### DIRECTIONS FOR THIS TASK
Nothing in the records below should be altered when they are retyped.

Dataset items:
□ □ □ □ □ □ □
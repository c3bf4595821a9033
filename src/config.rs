//! Configuration for the profile scraper.

use std::path::PathBuf;
use std::time::Duration;

use serde::{Deserialize, Serialize};

/// How long to wait after navigation before the markup is captured
#[derive(Debug, Clone, Copy, PartialEq, Eq, Serialize, Deserialize, Default)]
#[serde(rename_all = "lowercase")]
pub enum WaitMode {
    /// Sleep for `settle_delay_secs`, no matter what the page does
    #[default]
    Fixed,
    /// Poll the page until the player data shows up, bounded by `ready_timeout_secs`
    Poll,
}

/// Browser configuration
#[derive(Debug, Clone, Serialize, Deserialize)]
pub struct BrowserSettings {
    /// Chrome executable override
    #[serde(default)]
    pub chrome_path: Option<String>,
    #[serde(default = "default_user_agent")]
    pub user_agent: String,
    #[serde(default = "default_settle_delay_secs")]
    pub settle_delay_secs: u64,
    #[serde(default)]
    pub wait: WaitMode,
    #[serde(default = "default_ready_timeout_secs")]
    pub ready_timeout_secs: u64,
    #[serde(default = "default_poll_interval_ms")]
    pub poll_interval_ms: u64,
}

fn default_user_agent() -> String {
    "Mozilla/5.0 (Macintosh; Intel Mac OS X 10_15_7) AppleWebKit/537.36 \
     (KHTML, like Gecko) Chrome/91.0.4472.124 Safari/537.36"
        .to_string()
}

fn default_settle_delay_secs() -> u64 {
    3
}

fn default_ready_timeout_secs() -> u64 {
    10
}

fn default_poll_interval_ms() -> u64 {
    250
}

impl Default for BrowserSettings {
    fn default() -> Self {
        Self {
            chrome_path: None,
            user_agent: default_user_agent(),
            settle_delay_secs: default_settle_delay_secs(),
            wait: WaitMode::default(),
            ready_timeout_secs: default_ready_timeout_secs(),
            poll_interval_ms: default_poll_interval_ms(),
        }
    }
}

impl BrowserSettings {
    /// Chrome executable to launch, falling back to the platform default location
    pub fn chrome_executable(&self) -> String {
        if let Some(path) = &self.chrome_path {
            return path.clone();
        }

        if cfg!(target_os = "macos") {
            "/Applications/Google Chrome.app/Contents/MacOS/Google Chrome".to_string()
        } else if cfg!(target_os = "windows") {
            "C:\\Program Files\\Google\\Chrome\\Application\\chrome.exe".to_string()
        } else {
            "google-chrome".to_string()
        }
    }

    pub fn settle_delay(&self) -> Duration {
        Duration::from_secs(self.settle_delay_secs)
    }

    pub fn ready_timeout(&self) -> Duration {
        Duration::from_secs(self.ready_timeout_secs)
    }

    pub fn poll_interval(&self) -> Duration {
        Duration::from_millis(self.poll_interval_ms)
    }
}

/// Output file configuration
#[derive(Debug, Clone, Serialize, Deserialize)]
pub struct OutputSettings {
    #[serde(default = "default_output_dir")]
    pub dir: String,
    #[serde(default = "default_player_file")]
    pub player_file: String,
    #[serde(default = "default_history_file")]
    pub history_file: String,
    #[serde(default = "default_debug_file")]
    pub debug_file: String,
    /// Field delimiter for both CSV files
    #[serde(default = "default_delimiter")]
    pub delimiter: char,
}

fn default_output_dir() -> String {
    ".".to_string()
}

fn default_player_file() -> String {
    "player_data.csv".to_string()
}

fn default_history_file() -> String {
    "match_history.csv".to_string()
}

fn default_debug_file() -> String {
    "debug_render.html".to_string()
}

fn default_delimiter() -> char {
    ','
}

impl Default for OutputSettings {
    fn default() -> Self {
        Self {
            dir: default_output_dir(),
            player_file: default_player_file(),
            history_file: default_history_file(),
            debug_file: default_debug_file(),
            delimiter: default_delimiter(),
        }
    }
}

impl OutputSettings {
    pub fn player_path(&self) -> PathBuf {
        PathBuf::from(&self.dir).join(&self.player_file)
    }

    pub fn history_path(&self) -> PathBuf {
        PathBuf::from(&self.dir).join(&self.history_file)
    }

    pub fn debug_path(&self) -> PathBuf {
        PathBuf::from(&self.dir).join(&self.debug_file)
    }

    /// Delimiter as the single byte the CSV writer expects
    pub fn delimiter_byte(&self) -> anyhow::Result<u8> {
        if self.delimiter.is_ascii() {
            Ok(self.delimiter as u8)
        } else {
            anyhow::bail!("Delimiter must be a single ASCII character, got {:?}", self.delimiter)
        }
    }
}

/// Application configuration
#[derive(Debug, Clone, Default, Serialize, Deserialize)]
pub struct AppConfig {
    #[serde(default)]
    pub browser: BrowserSettings,
    #[serde(default)]
    pub output: OutputSettings,
}

impl AppConfig {
    /// Load configuration from environment and config file
    pub fn load() -> anyhow::Result<Self> {
        let config = config::Config::builder()
            // Start with defaults
            .add_source(config::Config::try_from(&AppConfig::default())?)
            // Add config file if exists
            .add_source(config::File::with_name("config").required(false))
            // Override with environment variables (TENNIS_SCRAPER_BROWSER__SETTLE_DELAY_SECS, etc.)
            .add_source(
                config::Environment::with_prefix("TENNIS_SCRAPER")
                    .prefix_separator("_")
                    .separator("__")
                    .try_parsing(true),
            )
            .build()?;

        Ok(config.try_deserialize()?)
    }
}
□ □ □ □ □ □ □
### SOLVED EXERCISE
repository c3bf4595821a9033
filename src/config.rs
//! Configuration for the profile scraper.

use std::path::PathBuf;
use std::time::Duration;

use serde::{Deserialize, Serialize};

/// How long to wait after navigation before the markup is captured
#[derive(Debug, Clone, Copy, PartialEq, Eq, Serialize, Deserialize, Default)]
#[serde(rename_all = "lowercase")]
pub enum WaitMode {
    /// Sleep for `settle_delay_secs`, no matter what the page does
    #[default]
    Fixed,
    /// Poll the page until the player data shows up, bounded by `ready_timeout_secs`
    Poll,
}

/// Browser configuration
#[derive(Debug, Clone, Serialize, Deserialize)]
pub struct BrowserSettings {
    /// Chrome executable override
    #[serde(default)]
    pub chrome_path: Option<String>,
    #[serde(default = "default_user_agent")]
    pub user_agent: String,
    #[serde(default = "default_settle_delay_secs")]
    pub settle_delay_secs: u64,
    #[serde(default)]
    pub wait: WaitMode,
    #[serde(default = "default_ready_timeout_secs")]
    pub ready_timeout_secs: u64,
    #[serde(default = "default_poll_interval_ms")]
    pub poll_interval_ms: u64,
}

fn default_user_agent() -> String {
    "Mozilla/5.0 (Macintosh; Intel Mac OS X 10_15_7) AppleWebKit/537.36 \
     (KHTML, like Gecko) Chrome/91.0.4472.124 Safari/537.36"
        .to_string()
}

fn default_settle_delay_secs() -> u64 {
    3
}

fn default_ready_timeout_secs() -> u64 {
    10
}

fn default_poll_interval_ms() -> u64 {
    250
}

impl Default for BrowserSettings {
    fn default() -> Self {
        Self {
            chrome_path: None,
            user_agent: default_user_agent(),
            settle_delay_secs: default_settle_delay_secs(),
            wait: WaitMode::default(),
            ready_timeout_secs: default_ready_timeout_secs(),
            poll_interval_ms: default_poll_interval_ms(),
        }
    }
}

impl BrowserSettings {
    /// Chrome executable to launch, falling back to the platform default location
    pub fn chrome_executable(&self) -> String {
        if let Some(path) = &self.chrome_path {
            return path.clone();
        }

        if cfg!(target_os = "macos") {
            "/Applications/Google Chrome.app/Contents/MacOS/Google Chrome".to_string()
        } else if cfg!(target_os = "windows") {
            "C:\\Program Files\\Google\\Chrome\\Application\\chrome.exe".to_string()
        } else {
            "google-chrome".to_string()
        }
    }

    pub fn settle_delay(&self) -> Duration {
        Duration::from_secs(self.settle_delay_secs)
    }

    pub fn ready_timeout(&self) -> Duration {
        Duration::from_secs(self.ready_timeout_secs)
    }

    pub fn poll_interval(&self) -> Duration {
        Duration::from_millis(self.poll_interval_ms)
    }
}

/// Output file configuration
#[derive(Debug, Clone, Serialize, Deserialize)]
pub struct OutputSettings {
    #[serde(default = "default_output_dir")]
    pub dir: String,
    #[serde(default = "default_player_file")]
    pub player_file: String,
    #[serde(default = "default_history_file")]
    pub history_file: String,
    #[serde(default = "default_debug_file")]
    pub debug_file: String,
    /// Field delimiter for both CSV files
    #[serde(default = "default_delimiter")]
    pub delimiter: char,
}

fn default_output_dir() -> String {
    ".".to_string()
}

fn default_player_file() -> String {
    "player_data.csv".to_string()
}

fn default_history_file() -> String {
    "match_history.csv".to_string()
}

fn default_debug_file() -> String {
    "debug_render.html".to_string()
}

fn default_delimiter() -> char {
    ','
}

impl Default for OutputSettings {
    fn default() -> Self {
        Self {
            dir: default_output_dir(),
            player_file: default_player_file(),
            history_file: default_history_file(),
            debug_file: default_debug_file(),
            delimiter: default_delimiter(),
        }
    }
}

impl OutputSettings {
    pub fn player_path(&self) -> PathBuf {
        PathBuf::from(&self.dir).join(&self.player_file)
    }

    pub fn history_path(&self) -> PathBuf {
        PathBuf::from(&self.dir).join(&self.history_file)
    }

    pub fn debug_path(&self) -> PathBuf {
        PathBuf::from(&self.dir).join(&self.debug_file)
    }

    /// Delimiter as the single byte the CSV writer expects
    pub fn delimiter_byte(&self) -> anyhow::Result<u8> {
        if self.delimiter.is_ascii() {
            Ok(self.delimiter as u8)
        } else {
            anyhow::bail!("Delimiter must be a single ASCII character, got {:?}", self.delimiter)
        }
    }
}

/// Application configuration
#[derive(Debug, Clone, Default, Serialize, Deserialize)]
pub struct AppConfig {
    #[serde(default)]
    pub browser: BrowserSettings,
    #[serde(default)]
    pub output: OutputSettings,
}

impl AppConfig {
    /// Load configuration from environment and config file
    pub fn load() -> anyhow::Result<Self> {
        let config = config::Config::builder()
            // Start with defaults
            .add_source(config::Config::try_from(&AppConfig::default())?)
            // Add config file if exists
            .add_source(config::File::with_name("config").required(false))
            // Override with environment variables (TENNIS_SCRAPER_BROWSER__SETTLE_DELAY_SECS, etc.)
            .add_source(
                config::Environment::with_prefix("TENNIS_SCRAPER")
                    .prefix_separator("_")
                    .separator("__")
                    .try_parsing(true),
            )
            .build()?;

        Ok(config.try_deserialize()?)
    }
}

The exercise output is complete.